---------- Input data

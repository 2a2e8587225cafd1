use super::{DedupStorage, TTL_MISSING, TTL_PERSISTENT};
use crate::error::StorageError;
use async_trait::async_trait;
use dashmap::DashMap;
use std::sync::Arc;
use std::time::Duration;
use tokio::time::Instant;

#[derive(Debug, Clone)]
struct Entry {
    value: Vec<u8>,
    expires_at: Option<Instant>,
}

impl Entry {
    fn is_live(&self, now: Instant) -> bool {
        self.expires_at.map_or(true, |at| at > now)
    }
}

/// In-process storage with lazy expiry, driven by the tokio clock.
///
/// Cloning shares the underlying map.
#[derive(Debug, Clone, Default)]
pub struct MemoryStorage {
    entries: Arc<DashMap<Vec<u8>, Entry>>,
    default_ttl: Option<Duration>,
}

impl MemoryStorage {
    /// Keys written without a TTL never expire.
    pub fn new() -> Self {
        Self::default()
    }

    pub fn with_default_ttl(mut self, ttl: Duration) -> Self {
        self.default_ttl = Some(ttl);
        self
    }

    /// Number of live entries.
    pub fn len(&self) -> usize {
        let now = Instant::now();
        self.entries.iter().filter(|e| e.value().is_live(now)).count()
    }

    pub fn is_empty(&self) -> bool {
        self.len() == 0
    }

    /// Drops expired entries, returning how many were removed.
    pub fn purge_expired(&self) -> usize {
        let now = Instant::now();
        let before = self.entries.len();
        self.entries.retain(|_, entry| entry.is_live(now));
        before - self.entries.len()
    }

    fn live(&self, key: &[u8]) -> Option<Entry> {
        let now = Instant::now();
        let entry = self.entries.get(key)?.value().clone();
        if entry.is_live(now) {
            Some(entry)
        } else {
            self.entries.remove_if(key, |_, e| !e.is_live(now));
            None
        }
    }
}

#[async_trait]
impl DedupStorage for MemoryStorage {
    async fn exists(&self, key: &[u8]) -> Result<bool, StorageError> {
        Ok(self.live(key).is_some())
    }

    async fn get(&self, key: &[u8]) -> Result<Option<Vec<u8>>, StorageError> {
        Ok(self.live(key).map(|e| e.value))
    }

    async fn set_ex(
        &self,
        key: &[u8],
        value: &[u8],
        ttl: Option<Duration>,
    ) -> Result<(), StorageError> {
        // A TTL past the clock's range never expires.
        let expires_at = ttl
            .or(self.default_ttl)
            .and_then(|ttl| Instant::now().checked_add(ttl));
        self.entries.insert(
            key.to_vec(),
            Entry {
                value: value.to_vec(),
                expires_at,
            },
        );
        Ok(())
    }

    async fn ttl(&self, key: &[u8]) -> Result<i64, StorageError> {
        let Some(entry) = self.live(key) else {
            return Ok(TTL_MISSING);
        };
        match entry.expires_at {
            None => Ok(TTL_PERSISTENT),
            Some(at) => {
                let remaining = at.saturating_duration_since(Instant::now());
                Ok(i64::try_from(remaining.as_millis()).unwrap_or(i64::MAX).max(1))
            }
        }
    }
}
//! Central Directory Ledger
//!
//! Per-endpoint, in-memory accumulating ledger of every stripe written to
//! that endpoint's archive. Appends one CDH+name pair per stripe, tracks the
//! running directory size, entry count and the end offset of the last
//! written stripe, and is consumed once at close to emit the EOCD record.
//!
//! The ledger is not thread-safe by itself; owners serialize access per
//! endpoint.

use bytes::{Bytes, BytesMut};

use crate::archive::record::{CentralDirectoryHeader, EndOfCentralDirectory, LocalFileHeader};
use crate::error::{Error, Result};

// =============================================================================
// Central Directory
// =============================================================================

/// Accumulating central directory of one endpoint's archive.
#[derive(Debug, Default, Clone)]
pub struct CentralDirectory {
    /// Emitted CDH+name pairs, in append order
    buffer: BytesMut,

    /// Number of entries appended
    entries: u16,

    /// End offset of the last written stripe; the next local header goes here
    offset: u32,

    /// Guard against a second finalize
    finalized: bool,
}

impl CentralDirectory {
    pub fn new() -> Self {
        Self::default()
    }

    /// Rebuild a ledger from previously parsed entries, so repair can append
    /// fresh entries to an existing archive.
    ///
    /// The write cursor resumes at `cd_offset`, where the trailing directory
    /// of the existing archive begins.
    pub fn from_entries(entries: &[DirectoryEntry], cd_offset: u32) -> Result<Self> {
        let mut cd = Self::new();
        for entry in entries {
            cd.append_entry(&entry.name, &entry.cdh)?;
        }
        cd.offset = cd_offset;
        Ok(cd)
    }

    /// Append a directory entry for a stripe written at `lfh_offset`,
    /// growing the backing buffer as needed.
    pub fn add(&mut self, name: &str, size: u32, crc32c: u32, lfh_offset: u32) -> Result<()> {
        let lfh = LocalFileHeader::new(size, crc32c, name.len() as u16);
        let cdh = CentralDirectoryHeader::from_lfh(&lfh, lfh_offset);
        self.append_entry(name, &cdh)?;
        self.offset = lfh_offset + LocalFileHeader::SIZE as u32 + name.len() as u32 + size;
        Ok(())
    }

    fn append_entry(&mut self, name: &str, cdh: &CentralDirectoryHeader) -> Result<()> {
        if self.entries == u16::MAX {
            return Err(Error::Internal(
                "central directory entry count exceeds u16".to_string(),
            ));
        }
        if name.len() != cdh.name_len as usize {
            return Err(Error::Internal(format!(
                "directory entry name length {} does not match header {}",
                name.len(),
                cdh.name_len
            )));
        }
        cdh.encode_into(&mut self.buffer);
        self.buffer.extend_from_slice(name.as_bytes());
        self.entries += 1;
        Ok(())
    }

    pub fn is_empty(&self) -> bool {
        self.entries == 0
    }

    /// Number of entries appended so far.
    pub fn entry_count(&self) -> u16 {
        self.entries
    }

    /// Size in bytes of the accumulated CDH+name pairs.
    pub fn cd_size(&self) -> u32 {
        self.buffer.len() as u32
    }

    /// Offset at which the next local file header will be written; also the
    /// offset of the trailing directory once the archive is finalized.
    pub fn next_offset(&self) -> u32 {
        self.offset
    }

    /// The accumulated CDH+name bytes.
    pub fn cd_bytes(&self) -> &[u8] {
        &self.buffer
    }

    /// Emit the EOCD record for this directory. Call exactly once per
    /// endpoint per close.
    pub fn finalize(&mut self) -> Bytes {
        debug_assert!(!self.finalized, "central directory finalized twice");
        self.finalized = true;
        EndOfCentralDirectory::new(self.entries, self.cd_size(), self.offset).encode()
    }

    /// The full trailing section of a data archive: CDH+name pairs followed
    /// by the EOCD record.
    pub fn trailing_section(&mut self) -> Bytes {
        let mut out = BytesMut::with_capacity(self.buffer.len() + EndOfCentralDirectory::SIZE);
        out.extend_from_slice(&self.buffer);
        out.extend_from_slice(&self.finalize());
        out.freeze()
    }
}

// =============================================================================
// Parsing
// =============================================================================

/// One parsed central directory entry.
#[derive(Debug, Clone, PartialEq, Eq)]
pub struct DirectoryEntry {
    pub name: String,
    pub cdh: CentralDirectoryHeader,
}

impl DirectoryEntry {
    /// Archive offset of this entry's payload bytes (past LFH and name).
    pub fn payload_offset(&self) -> u64 {
        self.cdh.lfh_offset as u64 + LocalFileHeader::SIZE as u64 + self.cdh.name_len as u64
    }
}

/// Parse a flat sequence of CDH+name pairs.
pub fn parse_directory(buf: &[u8]) -> Result<Vec<DirectoryEntry>> {
    let mut entries = Vec::new();
    let mut rest = buf;
    while !rest.is_empty() {
        let cdh = CentralDirectoryHeader::decode(rest)?;
        rest = &rest[CentralDirectoryHeader::SIZE..];
        let name_len = cdh.name_len as usize;
        if rest.len() < name_len {
            return Err(Error::format(
                "central directory header",
                format!("name truncated: {} of {name_len} bytes", rest.len()),
            ));
        }
        let name = std::str::from_utf8(&rest[..name_len])
            .map_err(|_| Error::format("central directory header", "name is not valid UTF-8"))?
            .to_string();
        rest = &rest[name_len..];
        entries.push(DirectoryEntry { name, cdh });
    }
    Ok(entries)
}

/// Build the aggregate metadata archive: the concatenation of every
/// endpoint's CDH+name entries terminated by one EOCD record.
pub fn aggregate_metadata(directories: &[&CentralDirectory]) -> Result<Bytes> {
    let mut entries: u32 = 0;
    let mut cd_size: usize = 0;
    for cd in directories {
        entries += cd.entry_count() as u32;
        cd_size += cd.cd_bytes().len();
    }
    let entries = u16::try_from(entries)
        .map_err(|_| Error::Internal("metadata archive entry count exceeds u16".to_string()))?;

    let mut buf = BytesMut::with_capacity(cd_size + EndOfCentralDirectory::SIZE);
    for cd in directories {
        buf.extend_from_slice(cd.cd_bytes());
    }
    EndOfCentralDirectory::new(entries, cd_size as u32, 0).encode_into(&mut buf);
    Ok(buf.freeze())
}

// =============================================================================
// Tests
// =============================================================================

--------------------

*Brief*.
Your answer should consist of copies of the lines above that include the string "accumulated".

*Result for this exercise*.
    /// Size in bytes of the accumulated CDH+name pairs.
    /// The accumulated CDH+name bytes.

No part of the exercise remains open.